Still, non-governmental SAR faces mounting criticism as a pull factor for illegal migration, a facilitator of human smuggling, and an obstacle to the identification of smugglers and asylum seekers.

In April this year, a prosecutor in Catania, Italy, publicly accused some NGOs of colluding with smugglers.

Frontex (the EU's border and coast guard), the Italian ministers of justice and the interior, and the European Commission distanced themselves from the investigation by acknowledging the important role played by NGOs in saving lives.

However, opposition politicians have called for a crackdown on non-governmental rescues.

If NGOs were to be prosecuted for abetting illegal immigration or prevented from moving migrants to Italian ports, their rescue activities would become unfeasible.

Unintended consequences

According to critics, non-governmental maritime rescues may have unintended humanitarian consequences.

Frontex director Fabrice Leggeri reported to De Spiegel, the German newspaper, that the presence of European ships off the coast of Libya leads traffickers to force even more migrants onto unseaworthy boats with insufficient water and fuel than in previous years.

Following this line of argument, non-governmental SAR may unintentionally lead to a higher number of deaths at sea.

The estimated fatalities off Libya's shore – growing from 3,186 to 4,527 between 2015 and 2016 – ostensibly lend support to the argument.

Smugglers’ use of increasingly unseaworthy and overloaded rubber dinghies, however, cannot be attributed solely to the presence of NGOs, but depends on a much more complex combination of factors.

In the course of 2016, operation EUNAVFOR Sophia had disposed of 422 boats.

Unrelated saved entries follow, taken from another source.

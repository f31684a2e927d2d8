use std::collections::{HashMap, HashSet, VecDeque};
use std::sync::{Mutex, RwLock};
use std::time::{Duration, Instant};

use tracing::debug;

use crate::config::cfg::Cfg;
use crate::peer::connection::ConnectionKey;
use crate::peer::peer::Peer;
use crate::torrent::TorrentId;

use super::event::{PeerEvent, PeerEventKind};
use super::message::PexMessage;

/// How often `cleanup` is scheduled by the timer thread.
pub const CLEANUP_INTERVAL: Duration = Duration::from_secs(37);

/// A connection that has not been sent anything for this long stops
/// pinning the event queues.
const LAST_SENT_RETENTION: Duration = Duration::from_secs(600);

/// Posible PEX source errors.
#[derive(Debug, PartialEq)]
pub enum PexSourceError {
    PoisonedQueuesLock,
    PoisonedCapableLock,
    PoisonedLastSentLock,
}

/// Per-torrent gossip of swarm membership changes.
///
/// Connect/disconnect events append to an instant-ordered queue per
/// torrent; PEX-capable connections each keep a watermark
/// (`last_sent`) and receive the events past it, rate- and
/// size-limited. Cleanup trims the front of every queue up to the
/// least-advanced watermark.
#[derive(Debug)]
pub struct PexSource {
    min_message_interval: Duration,
    max_message_interval: Duration,
    min_events_per_message: usize,
    max_events_per_message: usize,
    queues: RwLock<HashMap<TorrentId, VecDeque<PeerEvent>>>,
    capable: Mutex<HashSet<ConnectionKey>>,
    last_sent: Mutex<HashMap<ConnectionKey, Instant>>,
}

impl PexSource {
    pub fn new(config: &Cfg) -> Self {
        Self {
            min_message_interval: Duration::from_secs(config.pex_min_message_interval_seconds),
            max_message_interval: Duration::from_secs(config.pex_max_message_interval_seconds),
            min_events_per_message: config.pex_min_events_per_message,
            max_events_per_message: config.pex_max_events_per_message,
            queues: RwLock::new(HashMap::new()),
            capable: Mutex::new(HashSet::new()),
            last_sent: Mutex::new(HashMap::new()),
        }
    }

    /// Records a peer joining the torrent's swarm.
    pub fn peer_added(
        &self,
        torrent: TorrentId,
        peer: Peer,
        now: Instant,
    ) -> Result<(), PexSourceError> {
        self.push_event(torrent, PeerEvent::added(peer, now))
    }

    /// Records a peer leaving the torrent's swarm.
    pub fn peer_dropped(
        &self,
        torrent: TorrentId,
        peer: Peer,
        now: Instant,
    ) -> Result<(), PexSourceError> {
        self.push_event(torrent, PeerEvent::dropped(peer, now))
    }

    fn push_event(&self, torrent: TorrentId, event: PeerEvent) -> Result<(), PexSourceError> {
        let mut queues = self
            .queues
            .write()
            .map_err(|_| PexSourceError::PoisonedQueuesLock)?;
        queues.entry(torrent).or_default().push_back(event);
        Ok(())
    }

    /// Marks a connection as `ut_pex`-capable. Its watermark starts
    /// now: only events after this moment reach it.
    pub fn register_capable(
        &self,
        key: ConnectionKey,
        now: Instant,
    ) -> Result<(), PexSourceError> {
        self.capable
            .lock()
            .map_err(|_| PexSourceError::PoisonedCapableLock)?
            .insert(key);
        self.last_sent
            .lock()
            .map_err(|_| PexSourceError::PoisonedLastSentLock)?
            .insert(key, now);
        Ok(())
    }

    /// Forgets a closed connection.
    pub fn unregister(&self, key: &ConnectionKey) -> Result<(), PexSourceError> {
        self.capable
            .lock()
            .map_err(|_| PexSourceError::PoisonedCapableLock)?
            .remove(key);
        self.last_sent
            .lock()
            .map_err(|_| PexSourceError::PoisonedLastSentLock)?
            .remove(key);
        Ok(())
    }

    /// Builds the next PEX message for a connection, or `None` when
    /// rate limits or event thresholds hold it back.
    ///
    /// Events about the connection's own peer are never included.
    pub fn produce(
        &self,
        key: &ConnectionKey,
        now: Instant,
    ) -> Result<Option<PexMessage>, PexSourceError> {
        let is_capable = self
            .capable
            .lock()
            .map_err(|_| PexSourceError::PoisonedCapableLock)?
            .contains(key);
        if !is_capable {
            return Ok(None);
        }

        let last = {
            let last_sent = self
                .last_sent
                .lock()
                .map_err(|_| PexSourceError::PoisonedLastSentLock)?;
            match last_sent.get(key) {
                Some(last) => *last,
                None => return Ok(None),
            }
        };

        let elapsed = now.saturating_duration_since(last);
        if elapsed < self.min_message_interval {
            return Ok(None);
        }

        let events = {
            let queues = self
                .queues
                .read()
                .map_err(|_| PexSourceError::PoisonedQueuesLock)?;
            let queue = match queues.get(&key.torrent) {
                Some(queue) => queue,
                None => return Ok(None),
            };
            queue
                .iter()
                .filter(|event| event.instant >= last)
                .filter(|event| !event.peer.is_same_endpoint(&key.peer))
                .take(self.max_events_per_message)
                .copied()
                .collect::<Vec<PeerEvent>>()
        };

        let due = events.len() >= self.min_events_per_message
            || (!events.is_empty() && elapsed >= self.max_message_interval);
        if !due {
            return Ok(None);
        }

        let mut added = Vec::new();
        let mut dropped = Vec::new();
        for event in events {
            match event.kind {
                PeerEventKind::Added => added.push(event.peer),
                PeerEventKind::Dropped => dropped.push(event.peer),
            }
        }

        self.last_sent
            .lock()
            .map_err(|_| PexSourceError::PoisonedLastSentLock)?
            .insert(*key, now);

        debug!(
            "PEX for {}: {} added, {} dropped",
            key.peer,
            added.len(),
            dropped.len()
        );
        Ok(Some(PexMessage::new(added, dropped)))
    }

    /// Trims queues up to the least-advanced watermark and evicts
    /// watermarks idle past the retention cap.
    ///
    /// The trim uses `instant <= lru`, so an event stamped exactly at a
    /// watermark that was just sent can be dropped for a subscriber
    /// that still wanted it. Known race, kept as-is.
    pub fn cleanup(&self, now: Instant) -> Result<(), PexSourceError> {
        let lru = {
            let mut last_sent = self
                .last_sent
                .lock()
                .map_err(|_| PexSourceError::PoisonedLastSentLock)?;
            last_sent
                .retain(|_, sent| now.saturating_duration_since(*sent) <= LAST_SENT_RETENTION);
            last_sent.values().min().copied()
        };

        let mut queues = self
            .queues
            .write()
            .map_err(|_| PexSourceError::PoisonedQueuesLock)?;
        match lru {
            Some(lru) => {
                for queue in queues.values_mut() {
                    while queue.front().map(|e| e.instant <= lru).unwrap_or(false) {
                        queue.pop_front();
                    }
                }
            }
            None => {
                // Nobody subscribed: no watermark can ever reach back here.
                queues.clear();
            }
        }
        Ok(())
    }

    /// Drops a stopped torrent's queue.
    pub fn drain_torrent(&self, torrent: &TorrentId) -> Result<(), PexSourceError> {
        self.queues
            .write()
            .map_err(|_| PexSourceError::PoisonedQueuesLock)?
            .remove(torrent);
        Ok(())
    }

    #[cfg(test)]
    fn queued_events(&self, torrent: &TorrentId) -> usize {
        self.queues
            .read()
            .map(|queues| queues.get(torrent).map(|q| q.len()).unwrap_or(0))
            .unwrap_or(0)
    }
}

#[cfg(test)]
mod tests {
    use std::net::{IpAddr, Ipv4Addr};

    use super::*;

    const CONFIG_PATH: &str = "config.cfg";

    #[test]
    fn test_rate_limit_holds_then_releases() {
        // min=60s, max=120s, min_events=1 per the checked-in config.
        let source = build_source();
        let torrent = TorrentId::new([1; 20]);
        let t0 = Instant::now();

        let a = build_peer(1);
        let b = build_peer(2);
        let key = ConnectionKey::new(torrent, a);
        source.register_capable(key, t0).unwrap();

        source
            .peer_added(torrent, b, t0 + Duration::from_secs(1))
            .unwrap();

        // 30 s in: the minimum interval has not elapsed.
        let early = source.produce(&key, t0 + Duration::from_secs(30)).unwrap();
        assert_eq!(early, None);

        // 61 s in: one added peer goes out.
        let message = source
            .produce(&key, t0 + Duration::from_secs(61))
            .unwrap()
            .unwrap();
        assert_eq!(message.added, vec![b]);
        assert!(message.dropped.is_empty());

        // The watermark moved: nothing new within the next interval.
        let again = source.produce(&key, t0 + Duration::from_secs(62)).unwrap();
        assert_eq!(again, None);
    }

    #[test]
    fn test_own_peer_is_excluded() {
        let source = build_source();
        let torrent = TorrentId::new([1; 20]);
        let t0 = Instant::now();

        let x = build_peer(7);
        let key = ConnectionKey::new(torrent, x);
        source.register_capable(key, t0).unwrap();
        source
            .peer_added(torrent, x, t0 + Duration::from_secs(1))
            .unwrap();

        let message = source.produce(&key, t0 + Duration::from_secs(61)).unwrap();
        assert_eq!(message, None);
    }

    #[test]
    fn test_non_capable_connection_gets_nothing() {
        let source = build_source();
        let torrent = TorrentId::new([1; 20]);
        let t0 = Instant::now();

        let key = ConnectionKey::new(torrent, build_peer(1));
        source
            .peer_added(torrent, build_peer(2), t0)
            .unwrap();

        let message = source.produce(&key, t0 + Duration::from_secs(61)).unwrap();
        assert_eq!(message, None);
    }

    #[test]
    fn test_events_before_registration_are_not_replayed() {
        let source = build_source();
        let torrent = TorrentId::new([1; 20]);
        let t0 = Instant::now();

        source.peer_added(torrent, build_peer(2), t0).unwrap();

        let key = ConnectionKey::new(torrent, build_peer(1));
        source
            .register_capable(key, t0 + Duration::from_secs(5))
            .unwrap();

        let message = source.produce(&key, t0 + Duration::from_secs(70)).unwrap();
        assert_eq!(message, None);
    }

    #[test]
    fn test_max_events_per_message_caps_the_batch() {
        let source = build_source();
        let torrent = TorrentId::new([1; 20]);
        let t0 = Instant::now();

        let key = ConnectionKey::new(torrent, build_peer(1));
        source.register_capable(key, t0).unwrap();

        // 60 joined peers; the config caps a message at 50.
        for index in 0..60u16 {
            let peer = Peer::new(
                IpAddr::V4(Ipv4Addr::new(10, 0, 1, (index % 250) as u8 + 1)),
                7000 + index,
            );
            source
                .peer_added(torrent, peer, t0 + Duration::from_secs(1))
                .unwrap();
        }

        let message = source
            .produce(&key, t0 + Duration::from_secs(61))
            .unwrap()
            .unwrap();
        assert_eq!(message.added.len(), 50);
    }

    #[test]
    fn test_dropped_events_land_in_the_dropped_list() {
        let source = build_source();
        let torrent = TorrentId::new([1; 20]);
        let t0 = Instant::now();

        let key = ConnectionKey::new(torrent, build_peer(1));
        source.register_capable(key, t0).unwrap();
        source
            .peer_added(torrent, build_peer(2), t0 + Duration::from_secs(1))
            .unwrap();
        source
            .peer_dropped(torrent, build_peer(3), t0 + Duration::from_secs(2))
            .unwrap();

        let message = source
            .produce(&key, t0 + Duration::from_secs(61))
            .unwrap()
            .unwrap();
        assert_eq!(message.added, vec![build_peer(2)]);
        assert_eq!(message.dropped, vec![build_peer(3)]);
    }

    #[test]
    fn test_cleanup_trims_up_to_the_lru_watermark() {
        let source = build_source();
        let torrent = TorrentId::new([1; 20]);
        let t0 = Instant::now();

        let fast = ConnectionKey::new(torrent, build_peer(1));
        let slow = ConnectionKey::new(torrent, build_peer(2));
        source.register_capable(fast, t0).unwrap();
        source.register_capable(slow, t0).unwrap();

        source
            .peer_added(torrent, build_peer(3), t0 + Duration::from_secs(1))
            .unwrap();
        source
            .peer_added(torrent, build_peer(4), t0 + Duration::from_secs(90))
            .unwrap();

        // Only the fast connection consumed; its watermark is t0+100.
        source
            .produce(&fast, t0 + Duration::from_secs(100))
            .unwrap()
            .unwrap();

        // The slow connection's watermark (t0) floors the trim: both
        // events survive for it.
        source.cleanup(t0 + Duration::from_secs(101)).unwrap();
        assert_eq!(source.queued_events(&torrent), 2);

        // Slow consumes; now its watermark advances and cleanup trims.
        source
            .produce(&slow, t0 + Duration::from_secs(102))
            .unwrap()
            .unwrap();
        source.cleanup(t0 + Duration::from_secs(103)).unwrap();
        assert_eq!(source.queued_events(&torrent), 0);
    }

    #[test]
    fn test_cleanup_without_subscribers_clears_queues() {
        let source = build_source();
        let torrent = TorrentId::new([1; 20]);
        let t0 = Instant::now();

        source.peer_added(torrent, build_peer(2), t0).unwrap();
        source.cleanup(t0 + Duration::from_secs(1)).unwrap();

        assert_eq!(source.queued_events(&torrent), 0);
    }

    #[test]
    fn test_unregister_forgets_the_watermark() {
        let source = build_source();
        let torrent = TorrentId::new([1; 20]);
        let t0 = Instant::now();

        let key = ConnectionKey::new(torrent, build_peer(1));
        source.register_capable(key, t0).unwrap();
        source.unregister(&key).unwrap();

        source
            .peer_added(torrent, build_peer(2), t0 + Duration::from_secs(1))
            .unwrap();
        let message = source.produce(&key, t0 + Duration::from_secs(61)).unwrap();
        assert_eq!(message, None);
    }

    #[test]
    fn test_drain_torrent_empties_its_queue() {
        let source = build_source();
        let torrent = TorrentId::new([1; 20]);
        let t0 = Instant::now();

        source.peer_added(torrent, build_peer(2), t0).unwrap();
        source.drain_torrent(&torrent).unwrap();

        assert_eq!(source.queued_events(&torrent), 0);
    }

    // Auxiliary functions

    fn build_source() -> PexSource {
        let config = Cfg::new(CONFIG_PATH).unwrap();
        PexSource::new(&config)
    }

    fn build_peer(index: u8) -> Peer {
        Peer::new(IpAddr::V4(Ipv4Addr::new(10, 0, 0, index)), 6881)
    }
}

According to a leaked report, the mission forced smugglers to resort to skiffs (small boats), towing overcrowded dinghies left adrift outside Libyan territorial waters.

Existing EU documents – quick to identify NGOs as a cause of smugglers using of increasingly unseaworthy vessels – remain silent on the potential human costs of EU anti-smuggling maritime operations.

Identifying SAR as a pull factor implies that reducing rescue capabilities off Libya would eventually result in a decrease in migrant departures.

Disputed pull factor

In late 2014, the Italian Navy maritime rescue operation, Mare Nostrum, was interrupted and followed by Frontex's Operation Triton, which would not patrol any further than 30 miles from the Italian coastline.

Despite this step down in rescue operations, there was no decrease in the number of migrants.

In fact, there was an increase in both arrivals and casualties, showing that criticising SAR as a pull factor is both simplistic and dangerous.

Indeed, research suggests that migrants – often forced to board dinghies at gunpoint – would not be deterred from crossing the Mediterranean even by much more dangerous journeys.

While smugglers may have to slightly readjust their business plans, the absence of NGOs off the coast of Libya would not stop the flow to Europe.

If anything, stopping NGOs would only offload the burden of SAR onto merchant vessels, often ill-equipped to undertake such tasks.

If taken in isolation, the ongoing efforts of the EU to make Libyan authorities capable of combating smugglers by training the local Coast Guard are unlikely to yield significant results. This is due to Libya’s fragile state and the importance of smuggling to the economy of Western Libya.

Effective policies against human smuggling require action on land, both in Libya and at the earlier stages of the Sub-Saharan African smuggling chain.

Maritime anti-smuggling operations alone may only increase the risks for migrants without achieving significant results in reducing illegal entries to Europe.

Different policies need be enacted to manage large-scale migrations. Letting people die at sea, however, is not one of them.

Stopping the activities of NGOs off the coast of Libya - in the hope of reducing migration - but without strengthening state-led rescue capabilities, would be both irresponsible and ineffective.

Eugenio Cusumano is a lecturer in International Relations and European Studies at Leiden University in the Netherlands.